* Supplied material
use wasm_bindgen::JsValue;
use web_sys::CanvasRenderingContext2d;

use super::layout::{Band, Column, NODE_THICKNESS};
use super::state::SankeyState;
use crate::components::metrics::format_thousands;
use crate::flows::Direction;

const SELECTED_COLOR: &str = "#FF6347";
const OTHER_COLOR: &str = "#6495ED";

fn ease_out_cubic(t: f64) -> f64 {
	1.0 - (1.0 - t).powi(3)
}

fn band_rgb(direction: Direction) -> &'static str {
	match direction {
		Direction::Outbound => "255, 99, 71",
		Direction::Inbound => "100, 149, 237",
	}
}

pub fn render(state: &SankeyState, ctx: &CanvasRenderingContext2d) {
	ctx.set_fill_style_str("#ffffff");
	ctx.fill_rect(0.0, 0.0, state.width, state.height);

	if state.layout.is_empty() {
		ctx.set_fill_style_str("#5b6b8c");
		ctx.set_font("14px Arial, sans-serif");
		ctx.set_text_align("center");
		let _ = ctx.fill_text("No flows to display", state.width / 2.0, state.height / 2.0);
		ctx.set_text_align("start");
		return;
	}

	draw_bands(state, ctx);
	draw_nodes(state, ctx);
}

fn ribbon(ctx: &CanvasRenderingContext2d, band: &Band) {
	let mid = (band.x0 + band.x1) / 2.0;
	ctx.begin_path();
	ctx.move_to(band.x0, band.y0);
	ctx.bezier_curve_to(mid, band.y0, mid, band.y1, band.x1, band.y1);
	ctx.line_to(band.x1, band.y1 + band.thickness);
	ctx.bezier_curve_to(
		mid,
		band.y1 + band.thickness,
		mid,
		band.y0 + band.thickness,
		band.x0,
		band.y0 + band.thickness,
	);
	ctx.close_path();
}

fn draw_bands(state: &SankeyState, ctx: &CanvasRenderingContext2d) {
	let t = ease_out_cubic(state.hover.highlight_t);
	let (dash, gap) = (10.0, 6.0);
	let dash_offset = -(state.flow_time * 30.0) % (dash + gap);

	for (idx, band) in state.layout.bands.iter().enumerate() {
		// t=0: every band at 0.4; t=1: highlighted 0.65, others 0.12
		let alpha = if !state.has_active_highlight() {
			0.4
		} else if state.is_band_highlighted(idx) {
			0.4 + 0.25 * t
		} else {
			0.4 - 0.28 * t
		};
		let rgb = band_rgb(band.direction);
		ribbon(ctx, band);
		ctx.set_fill_style_str(&format!("rgba({rgb}, {alpha})"));
		ctx.fill();

		// moving dashes along the centre line show the direction of travel
		let half = band.thickness / 2.0;
		let mid = (band.x0 + band.x1) / 2.0;
		ctx.set_stroke_style_str(&format!("rgba({rgb}, {})", (alpha + 0.3).min(1.0)));
		ctx.set_line_width((band.thickness * 0.15).clamp(0.5, 3.0));
		let _ = ctx.set_line_dash(&js_sys::Array::of2(
			&JsValue::from_f64(dash),
			&JsValue::from_f64(gap),
		));
		ctx.set_line_dash_offset(dash_offset);
		ctx.begin_path();
		ctx.move_to(band.x0, band.y0 + half);
		ctx.bezier_curve_to(mid, band.y0 + half, mid, band.y1 + half, band.x1, band.y1 + half);
		ctx.stroke();
	}
	let _ = ctx.set_line_dash(&js_sys::Array::new());
}

fn draw_nodes(state: &SankeyState, ctx: &CanvasRenderingContext2d) {
	let nodes = state.graph.nodes();
	ctx.set_font("14px Arial, sans-serif");
	for (idx, node_box) in state.layout.boxes.iter().enumerate() {
		let Some(label) = nodes.get(node_box.node) else {
			continue;
		};
		let color = if node_box.column == Column::Selected {
			SELECTED_COLOR
		} else {
			OTHER_COLOR
		};
		ctx.set_fill_style_str(color);
		ctx.fill_rect(node_box.x, node_box.y, NODE_THICKNESS, node_box.height.max(1.0));
		ctx.set_stroke_style_str("black");
		ctx.set_line_width(0.5);
		ctx.stroke_rect(node_box.x, node_box.y, NODE_THICKNESS, node_box.height.max(1.0));

		let text = if state.hover.node_box == Some(idx) {
			format!("{label}: {}", format_thousands(node_box.value))
		} else {
			label.clone()
		};
		let y = node_box.y + node_box.height / 2.0 + 5.0;
		ctx.set_fill_style_str("black");
		match node_box.column {
			Column::Origin => {
				ctx.set_text_align("start");
				let _ = ctx.fill_text(&text, node_box.x + NODE_THICKNESS + 6.0, y);
			}
			Column::Destination => {
				ctx.set_text_align("end");
				let _ = ctx.fill_text(&text, node_box.x - 6.0, y);
			}
			Column::Selected => {
				ctx.set_text_align("center");
				let _ = ctx.fill_text(
					&text,
					node_box.x + NODE_THICKNESS / 2.0,
					(node_box.y - 6.0).max(14.0),
				);
			}
		}
	}
	ctx.set_text_align("start");
}
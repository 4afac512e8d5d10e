use std::cell::RefCell;
use std::rc::Rc;
use std::sync::Arc;

use leptos::prelude::*;
use wasm_bindgen::prelude::*;
use web_sys::{HtmlCanvasElement, MouseEvent, WheelEvent};

use super::render;
use super::state::{CLICK_SLOP, MapState};
use crate::components::canvas;
use crate::flows::{Dashboard, Selection};

/// Clickable map of every catalog area; the selection is drawn in red.
#[component]
pub fn AreaMap(
	dashboard: Arc<Dashboard>,
	selection: RwSignal<Selection>,
	#[prop(default = 500.0)] height: f64,
) -> impl IntoView {
	let canvas_ref = NodeRef::<leptos::html::Canvas>::new();
	let state: Rc<RefCell<Option<MapState>>> = Rc::new(RefCell::new(None));
	let animate: Rc<RefCell<Option<Closure<dyn FnMut()>>>> = Rc::new(RefCell::new(None));
	let resize_cb: Rc<RefCell<Option<Closure<dyn FnMut()>>>> = Rc::new(RefCell::new(None));
	let (state_init, animate_init, resize_cb_init) =
		(state.clone(), animate.clone(), resize_cb.clone());
	let dashboard_click = dashboard.clone();

	Effect::new(move |_| {
		let Some(canvas) = canvas_ref.get() else {
			return;
		};
		let canvas: HtmlCanvasElement = canvas.into();
		let Some(ctx) = canvas::context_2d(&canvas) else {
			return;
		};
		let (w, h) = canvas::fit_to_parent(&canvas, height);
		let selected = selection.with_untracked(|s| s.name().to_string());
		*state_init.borrow_mut() = Some(MapState::new(dashboard.clone(), selected, w, h));

		let (state_resize, canvas_resize) = (state_init.clone(), canvas.clone());
		*resize_cb_init.borrow_mut() = Some(Closure::new(move || {
			let (nw, nh) = canvas::fit_to_parent(&canvas_resize, height);
			if let Some(ref mut s) = *state_resize.borrow_mut() {
				s.resize(nw, nh);
			}
		}));
		if let Some(ref cb) = *resize_cb_init.borrow() {
			canvas::on_window_resize(cb);
		}

		let (state_anim, animate_inner) = (state_init.clone(), animate_init.clone());
		*animate_init.borrow_mut() = Some(Closure::new(move || {
			if let Some(ref mut s) = *state_anim.borrow_mut() {
				s.tick(0.016);
				render::render(s, &ctx);
			}
			if let Some(ref cb) = *animate_inner.borrow() {
				canvas::request_frame(cb);
			}
		}));
		if let Some(ref cb) = *animate_init.borrow() {
			canvas::request_frame(cb);
		}
	});

	// Selections made elsewhere (the sidebar list) restart the highlight.
	let state_sel = state.clone();
	Effect::new(move |_| {
		let name = selection.with(|s| s.name().to_string());
		if let Some(ref mut s) = *state_sel.borrow_mut() {
			s.select(&name);
		}
	});

	let pointer = move |ev: &MouseEvent| {
		canvas_ref
			.get()
			.map(|c| canvas::pointer_position(&c, ev))
	};

	let state_md = state.clone();
	let on_mousedown = move |ev: MouseEvent| {
		let Some((x, y)) = pointer(&ev) else {
			return;
		};
		if let Some(ref mut s) = *state_md.borrow_mut() {
			s.pan = super::state::PanState {
				active: true,
				moved: false,
				start_x: x,
				start_y: y,
				transform_start_x: s.transform.x,
				transform_start_y: s.transform.y,
			};
		}
	};

	let state_mm = state.clone();
	let on_mousemove = move |ev: MouseEvent| {
		let Some((x, y)) = pointer(&ev) else {
			return;
		};
		if let Some(ref mut s) = *state_mm.borrow_mut() {
			if s.pan.active {
				let (dx, dy) = (x - s.pan.start_x, y - s.pan.start_y);
				if dx.hypot(dy) > CLICK_SLOP {
					s.pan.moved = true;
				}
				if s.pan.moved {
					s.transform.x = s.pan.transform_start_x + dx;
					s.transform.y = s.pan.transform_start_y + dy;
				}
			} else {
				s.hovered = s.area_at_position(x, y);
			}
		}
	};

	let state_mu = state.clone();
	let on_mouseup = move |ev: MouseEvent| {
		let Some((x, y)) = pointer(&ev) else {
			return;
		};
		let clicked = match *state_mu.borrow_mut() {
			Some(ref mut s) => {
				let was_click = s.pan.active && !s.pan.moved;
				s.pan.active = false;
				if was_click { s.area_at_position(x, y) } else { None }
			}
			None => None,
		};
		// The borrow is released before the selection effect runs.
		if let Some(name) = clicked {
			selection.update(|sel| {
				sel.select(&name, &dashboard_click.catalog);
			});
		}
	};

	let state_ml = state.clone();
	let on_mouseleave = move |_: MouseEvent| {
		if let Some(ref mut s) = *state_ml.borrow_mut() {
			s.pan.active = false;
			s.hovered = None;
		}
	};

	let state_wh = state.clone();
	let on_wheel = move |ev: WheelEvent| {
		ev.prevent_default();
		let Some((x, y)) = pointer(&ev) else {
			return;
		};
		if let Some(ref mut s) = *state_wh.borrow_mut() {
			let factor = if ev.delta_y() > 0.0 { 0.9 } else { 1.1 };
			s.zoom_at(x, y, factor);
		}
	};

	let state_dbl = state.clone();
	let on_dblclick = move |_: MouseEvent| {
		if let Some(ref mut s) = *state_dbl.borrow_mut() {
			s.fit();
		}
	};

	view! {
		<canvas
			node_ref=canvas_ref
			class="area-map-canvas"
			on:mousedown=on_mousedown
			on:mousemove=on_mousemove
			on:mouseup=on_mouseup
			on:mouseleave=on_mouseleave
			on:wheel=on_wheel
			on:dblclick=on_dblclick
			style="display: block; cursor: pointer;"
		/>
	}
}
//! Synthetic origin-destination trips between every pair of areas.

use std::collections::HashMap;
use std::sync::Arc;

use log::{debug, info};
use rand::Rng;

/// Smallest generated trip count.
pub const TRIPS_MIN: u32 = 300;
/// Largest generated trip count.
pub const TRIPS_MAX: u32 = 3000;

/// One directed OD relation.
#[derive(Clone, Debug, PartialEq, Eq)]
pub struct FlowEdge {
	/// Area the trips start in.
	pub origin: String,
	/// Area the trips end in.
	pub destination: String,
	/// Trip count.
	pub trips: u32,
}

/// Directed trip counts over a fixed area list, stored densely by index.
///
/// The diagonal is always empty, so self-loops cannot exist.
#[derive(Clone, Debug)]
pub struct FlowMatrix {
	areas: Vec<String>,
	index: HashMap<String, usize>,
	trips: Vec<Option<u32>>,
}

impl FlowMatrix {
	fn empty(areas: &[String]) -> Self {
		let n = areas.len();
		Self {
			areas: areas.to_vec(),
			index: areas
				.iter()
				.enumerate()
				.map(|(idx, name)| (name.clone(), idx))
				.collect(),
			trips: vec![None; n * n],
		}
	}

	/// Draw a trip count for every ordered pair of distinct areas, visiting
	/// pairs in list order.
	pub fn generate<R: Rng + ?Sized>(areas: &[String], rng: &mut R) -> Self {
		let mut matrix = Self::empty(areas);
		let n = areas.len();
		for origin in 0..n {
			for destination in 0..n {
				if origin != destination {
					matrix.trips[origin * n + destination] =
						Some(rng.gen_range(TRIPS_MIN..=TRIPS_MAX));
				}
			}
		}
		info!("generated {} flows between {n} areas", matrix.edge_count());
		matrix
	}

	/// Build a matrix from explicit edges. Self-loops and unknown names are dropped.
	pub fn from_edges<'a>(
		areas: &[String],
		edges: impl IntoIterator<Item = (&'a str, &'a str, u32)>,
	) -> Self {
		let mut matrix = Self::empty(areas);
		let n = areas.len();
		for (origin, destination, trips) in edges {
			match (matrix.index_of(origin), matrix.index_of(destination)) {
				(Some(o), Some(d)) if o != d => matrix.trips[o * n + d] = Some(trips),
				_ => debug!("dropping flow {origin} -> {destination}"),
			}
		}
		matrix
	}

	/// Areas in the order the matrix was built for.
	pub fn areas(&self) -> &[String] {
		&self.areas
	}

	/// Matrix index of `name`.
	pub fn index_of(&self, name: &str) -> Option<usize> {
		self.index.get(name).copied()
	}

	/// Trips from `origin` to `destination`; `None` on the diagonal or out of range.
	pub fn trips(&self, origin: usize, destination: usize) -> Option<u32> {
		let n = self.areas.len();
		if origin >= n || destination >= n {
			return None;
		}
		self.trips[origin * n + destination]
	}

	/// Flows leaving `origin`, as (destination index, trips) in area order.
	pub fn outgoing(&self, origin: usize) -> impl Iterator<Item = (usize, u32)> + '_ {
		(0..self.areas.len()).filter_map(move |d| self.trips(origin, d).map(|t| (d, t)))
	}

	/// Flows arriving at `destination`, as (origin index, trips) in area order.
	pub fn incoming(&self, destination: usize) -> impl Iterator<Item = (usize, u32)> + '_ {
		(0..self.areas.len()).filter_map(move |o| self.trips(o, destination).map(|t| (o, t)))
	}

	/// Every edge, origin-major in area order.
	pub fn edges(&self) -> impl Iterator<Item = FlowEdge> + '_ {
		(0..self.areas.len()).flat_map(move |o| {
			self.outgoing(o).map(move |(d, trips)| FlowEdge {
				origin: self.areas[o].clone(),
				destination: self.areas[d].clone(),
				trips,
			})
		})
	}

	/// Number of directed relations with trips.
	pub fn edge_count(&self) -> usize {
		self.trips.iter().filter(|t| t.is_some()).count()
	}
}

/// Generated matrices keyed by the exact area list they were drawn for.
///
/// Asking again for the same list returns the same values, so randomness is
/// fixed at first generation.
#[derive(Debug, Default)]
pub struct FlowCache {
	entries: HashMap<Vec<String>, Arc<FlowMatrix>>,
}

impl FlowCache {
	/// The cached matrix for `areas`, generating it on first request.
	pub fn get_or_generate<R: Rng + ?Sized>(
		&mut self,
		areas: &[String],
		rng: &mut R,
	) -> Arc<FlowMatrix> {
		if let Some(matrix) = self.entries.get(areas) {
			debug!("reusing flows for {} areas", areas.len());
			return matrix.clone();
		}
		let matrix = Arc::new(FlowMatrix::generate(areas, rng));
		self.entries.insert(areas.to_vec(), matrix.clone());
		matrix
	}

	/// Number of distinct area lists seen.
	pub fn len(&self) -> usize {
		self.entries.len()
	}

	/// Whether nothing has been generated yet.
	pub fn is_empty(&self) -> bool {
		self.entries.is_empty()
	}
}

#[cfg(test)]
mod tests {
	use rand::SeedableRng;
	use rand_chacha::ChaCha8Rng;

	use super::*;

	fn names(list: &[&str]) -> Vec<String> {
		list.iter().map(|s| s.to_string()).collect()
	}

	#[test]
	fn complete_graph_without_self_loops() {
		let mut rng = ChaCha8Rng::seed_from_u64(7);
		for n in 2..=12 {
			let areas: Vec<String> = (0..n).map(|i| format!("area-{i:02}")).collect();
			let matrix = FlowMatrix::generate(&areas, &mut rng);
			let edges: Vec<FlowEdge> = matrix.edges().collect();
			assert_eq!(edges.len(), n * (n - 1));
			assert_eq!(matrix.edge_count(), n * (n - 1));
			for edge in &edges {
				assert_ne!(edge.origin, edge.destination);
				assert!((TRIPS_MIN..=TRIPS_MAX).contains(&edge.trips));
				assert!(areas.contains(&edge.origin) && areas.contains(&edge.destination));
			}
		}
	}

	#[test]
	fn edges_follow_area_order() {
		let mut rng = ChaCha8Rng::seed_from_u64(1);
		let matrix = FlowMatrix::generate(&names(&["A", "B", "C"]), &mut rng);
		let pairs: Vec<(String, String)> = matrix
			.edges()
			.map(|e| (e.origin, e.destination))
			.collect();
		let expected = [("A", "B"), ("A", "C"), ("B", "A"), ("B", "C"), ("C", "A"), ("C", "B")];
		assert_eq!(pairs.len(), expected.len());
		for ((o, d), (eo, ed)) in pairs.iter().zip(expected) {
			assert_eq!((o.as_str(), d.as_str()), (eo, ed));
		}
	}

	#[test]
	fn single_area_has_no_edges() {
		let mut rng = ChaCha8Rng::seed_from_u64(3);
		let matrix = FlowMatrix::generate(&names(&["Solo"]), &mut rng);
		assert_eq!(matrix.edge_count(), 0);
		assert_eq!(matrix.edges().count(), 0);
		assert_eq!(matrix.outgoing(0).count(), 0);
	}

	#[test]
	fn cache_reuses_values_for_same_areas() {
		let mut rng = ChaCha8Rng::seed_from_u64(11);
		let mut cache = FlowCache::default();
		let areas = names(&["A", "B", "C"]);
		let first = cache.get_or_generate(&areas, &mut rng);
		let again = cache.get_or_generate(&areas.clone(), &mut rng);
		assert!(Arc::ptr_eq(&first, &again));
		assert_eq!(cache.len(), 1);

		let other = cache.get_or_generate(&names(&["A", "B"]), &mut rng);
		assert!(!Arc::ptr_eq(&first, &other));
		assert_eq!(other.edge_count(), 2);
		assert_eq!(cache.len(), 2);
	}

	#[test]
	fn explicit_edges_drop_self_loops_and_strangers() {
		let areas = names(&["A", "B"]);
		let matrix = FlowMatrix::from_edges(
			&areas,
			[("A", "B", 10), ("A", "A", 5), ("B", "Z", 7), ("B", "A", 3)],
		);
		assert_eq!(matrix.edge_count(), 2);
		assert_eq!(matrix.trips(0, 1), Some(10));
		assert_eq!(matrix.trips(0, 0), None);
		assert_eq!(matrix.trips(1, 0), Some(3));
		assert_eq!(matrix.trips(5, 0), None);
	}
}
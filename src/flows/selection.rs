use log::debug;

use super::catalog::AreaCatalog;

/// The area driving every derived view.
#[derive(Clone, Debug, PartialEq, Eq)]
pub struct Selection {
	name: String,
}

impl Selection {
	/// Starts on the first area alphabetically.
	pub fn new(catalog: &AreaCatalog) -> Self {
		Self {
			name: catalog.names().first().cloned().unwrap_or_default(),
		}
	}

	/// The selected area's name.
	pub fn name(&self) -> &str {
		&self.name
	}

	/// Focus another area. Returns whether the selection changed; unknown
	/// names are ignored.
	pub fn select(&mut self, name: &str, catalog: &AreaCatalog) -> bool {
		if name == self.name || catalog.index_of(name).is_none() {
			return false;
		}
		debug!("selected {name}");
		self.name = name.to_string();
		true
	}
}

#[cfg(test)]
mod tests {
	use super::*;

	const THREE: &str = r#"{
		"type": "FeatureCollection",
		"features": [
			{ "type": "Feature", "properties": { "name": "Gamma" }, "geometry": null },
			{ "type": "Feature", "properties": { "name": "Alpha" }, "geometry": null },
			{ "type": "Feature", "properties": { "name": "Beta" }, "geometry": null }
		]
	}"#;

	#[test]
	fn defaults_to_first_area_and_ignores_strangers() {
		let catalog = AreaCatalog::from_geojson_str(THREE, "name").unwrap();
		let mut selection = Selection::new(&catalog);
		assert_eq!(selection.name(), "Alpha");

		assert!(!selection.select("Alpha", &catalog));
		assert!(!selection.select("Omega", &catalog));
		assert_eq!(selection.name(), "Alpha");

		assert!(selection.select("Gamma", &catalog));
		assert_eq!(selection.name(), "Gamma");
	}
}
use crate::flows::SankeyGraph;

use super::layout::{SankeyLayout, layout};

#[derive(Clone, Debug, Default)]
pub struct HoverState {
	pub node_box: Option<usize>,
	pub highlight_t: f64,
	pub prev_box: Option<usize>,
}

pub struct SankeyState {
	pub graph: SankeyGraph,
	pub layout: SankeyLayout,
	pub hover: HoverState,
	pub width: f64,
	pub height: f64,
	pub flow_time: f64,
}

impl SankeyState {
	pub fn new(graph: SankeyGraph, width: f64, height: f64) -> Self {
		let layout = layout(&graph, width, height);
		Self {
			graph,
			layout,
			hover: HoverState::default(),
			width,
			height,
			flow_time: 0.0,
		}
	}

	pub fn set_graph(&mut self, graph: SankeyGraph) {
		self.layout = layout(&graph, self.width, self.height);
		self.graph = graph;
		self.hover = HoverState::default();
	}

	pub fn set_hover(&mut self, node_box: Option<usize>) {
		if self.hover.node_box == node_box {
			return;
		}
		if node_box.is_none() {
			self.hover.prev_box = self.hover.node_box;
		} else {
			self.hover.prev_box = None;
		}
		self.hover.node_box = node_box;
	}

	fn focus(&self) -> Option<usize> {
		self.hover.node_box.or(self.hover.prev_box)
	}

	/// Whether a band touches the hovered box.
	pub fn is_band_highlighted(&self, band: usize) -> bool {
		let Some(focus) = self.focus() else {
			return false;
		};
		let band = &self.layout.bands[band];
		// hovering the selected area lights up everything
		focus == 0 || band.from_box == focus || band.to_box == focus
	}

	pub fn has_active_highlight(&self) -> bool {
		self.focus().is_some()
	}

	pub fn tick(&mut self, dt: f64) {
		self.flow_time += dt;
		let target = if self.hover.node_box.is_some() { 1.0 } else { 0.0 };
		self.hover.highlight_t += (target - self.hover.highlight_t) * 1.8 * dt;
		if self.hover.node_box.is_none() && self.hover.highlight_t < 0.01 {
			self.hover.highlight_t = 0.0;
			self.hover.prev_box = None;
		}
	}

	pub fn resize(&mut self, width: f64, height: f64) {
		self.width = width;
		self.height = height;
		self.layout = layout(&self.graph, width, height);
	}
}
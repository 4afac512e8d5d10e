use leptos::prelude::*;

/// 404 - Not Found
#[component]
pub fn NotFound() -> impl IntoView {
	view! {
		<div class="load-error">
			<h1>"Page not found"</h1>
			<p class="info">
				<a href="/">"Back to the dashboard"</a>
			</p>
		</div>
	}
}
//! Build-time dashboard configuration.

/// Path of the embedded area dataset, relative to the crate root.
pub const DATASET_PATH: &str = "data/areas.geojson";

/// The dataset itself, baked into the binary.
pub const DATASET: &str = include_str!("../data/areas.geojson");

/// Feature property holding the area names.
pub const NAME_FIELD: &str = "delomrade";

/// Most non-selected areas drawn in the Sankey diagram.
pub const MAX_SANKEY_OTHERS: usize = 10;

/// Rows shown in the top-areas bar chart.
pub const TOP_AREAS_CHART: usize = 10;

/// File name shown in the sidebar and footer.
pub fn dataset_file_name() -> &'static str {
	DATASET_PATH.rsplit('/').next().unwrap_or(DATASET_PATH)
}
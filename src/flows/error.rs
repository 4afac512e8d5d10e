use thiserror::Error;

/// Fatal failures while loading the area catalog at startup.
#[derive(Debug, Error)]
pub enum CatalogError {
	/// The dataset file could not be read.
	#[error("could not read dataset {path:?}")]
	Read {
		/// Path as given to the loader.
		path: String,
		/// Underlying I/O failure.
		#[source]
		source: std::io::Error,
	},
	/// Malformed GeoJSON, or not a FeatureCollection.
	#[error("could not parse dataset: {0}")]
	Parse(String),
	/// No record carries the name field.
	#[error("field '{field}' not found in the dataset")]
	MissingField {
		/// The requested name field.
		field: String,
		/// Every attribute seen across the records, sorted.
		available: Vec<String>,
	},
	/// The declared CRS is unknown or cannot be transformed.
	#[error("cannot reproject from {crs}: {message}")]
	Projection {
		/// CRS name as declared by the dataset.
		crs: String,
		/// What went wrong.
		message: String,
	},
	/// Every record lacks a usable name.
	#[error("the dataset contains no named areas")]
	Empty,
}

impl CatalogError {
	/// One-line remediation shown under the error message.
	pub fn hint(&self) -> String {
		match self {
			Self::Read { .. } => "Check that the path is correct and that the file exists.".into(),
			Self::Parse(_) => "The dataset must be a GeoJSON FeatureCollection.".into(),
			Self::MissingField { available, .. } if available.is_empty() => {
				"The records carry no attributes at all.".into()
			}
			Self::MissingField { available, .. } => {
				format!("Available fields: {}", available.join(", "))
			}
			Self::Projection { .. } => {
				"Use CRS84 or an EPSG code with a known proj4 definition.".into()
			}
			Self::Empty => "Check that the records carry a value for the name field.".into(),
		}
	}
}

* To do
From the top of the listing above, restate each line word for word up to and including the line with "ctx.set_line_width((band.thickness * 0.15).clamp(0.5, 3.0));"; add nothing else.

* Response to the task
use wasm_bindgen::JsValue;
use web_sys::CanvasRenderingContext2d;

use super::layout::{Band, Column, NODE_THICKNESS};
use super::state::SankeyState;
use crate::components::metrics::format_thousands;
use crate::flows::Direction;

const SELECTED_COLOR: &str = "#FF6347";
const OTHER_COLOR: &str = "#6495ED";

fn ease_out_cubic(t: f64) -> f64 {
	1.0 - (1.0 - t).powi(3)
}

fn band_rgb(direction: Direction) -> &'static str {
	match direction {
		Direction::Outbound => "255, 99, 71",
		Direction::Inbound => "100, 149, 237",
	}
}

pub fn render(state: &SankeyState, ctx: &CanvasRenderingContext2d) {
	ctx.set_fill_style_str("#ffffff");
	ctx.fill_rect(0.0, 0.0, state.width, state.height);

	if state.layout.is_empty() {
		ctx.set_fill_style_str("#5b6b8c");
		ctx.set_font("14px Arial, sans-serif");
		ctx.set_text_align("center");
		let _ = ctx.fill_text("No flows to display", state.width / 2.0, state.height / 2.0);
		ctx.set_text_align("start");
		return;
	}

	draw_bands(state, ctx);
	draw_nodes(state, ctx);
}

fn ribbon(ctx: &CanvasRenderingContext2d, band: &Band) {
	let mid = (band.x0 + band.x1) / 2.0;
	ctx.begin_path();
	ctx.move_to(band.x0, band.y0);
	ctx.bezier_curve_to(mid, band.y0, mid, band.y1, band.x1, band.y1);
	ctx.line_to(band.x1, band.y1 + band.thickness);
	ctx.bezier_curve_to(
		mid,
		band.y1 + band.thickness,
		mid,
		band.y0 + band.thickness,
		band.x0,
		band.y0 + band.thickness,
	);
	ctx.close_path();
}

fn draw_bands(state: &SankeyState, ctx: &CanvasRenderingContext2d) {
	let t = ease_out_cubic(state.hover.highlight_t);
	let (dash, gap) = (10.0, 6.0);
	let dash_offset = -(state.flow_time * 30.0) % (dash + gap);

	for (idx, band) in state.layout.bands.iter().enumerate() {
		// t=0: every band at 0.4; t=1: highlighted 0.65, others 0.12
		let alpha = if !state.has_active_highlight() {
			0.4
		} else if state.is_band_highlighted(idx) {
			0.4 + 0.25 * t
		} else {
			0.4 - 0.28 * t
		};
		let rgb = band_rgb(band.direction);
		ribbon(ctx, band);
		ctx.set_fill_style_str(&format!("rgba({rgb}, {alpha})"));
		ctx.fill();

		// moving dashes along the centre line show the direction of travel
		let half = band.thickness / 2.0;
		let mid = (band.x0 + band.x1) / 2.0;
		ctx.set_stroke_style_str(&format!("rgba({rgb}, {})", (alpha + 0.3).min(1.0)));
		ctx.set_line_width((band.thickness * 0.15).clamp(0.5, 3.0));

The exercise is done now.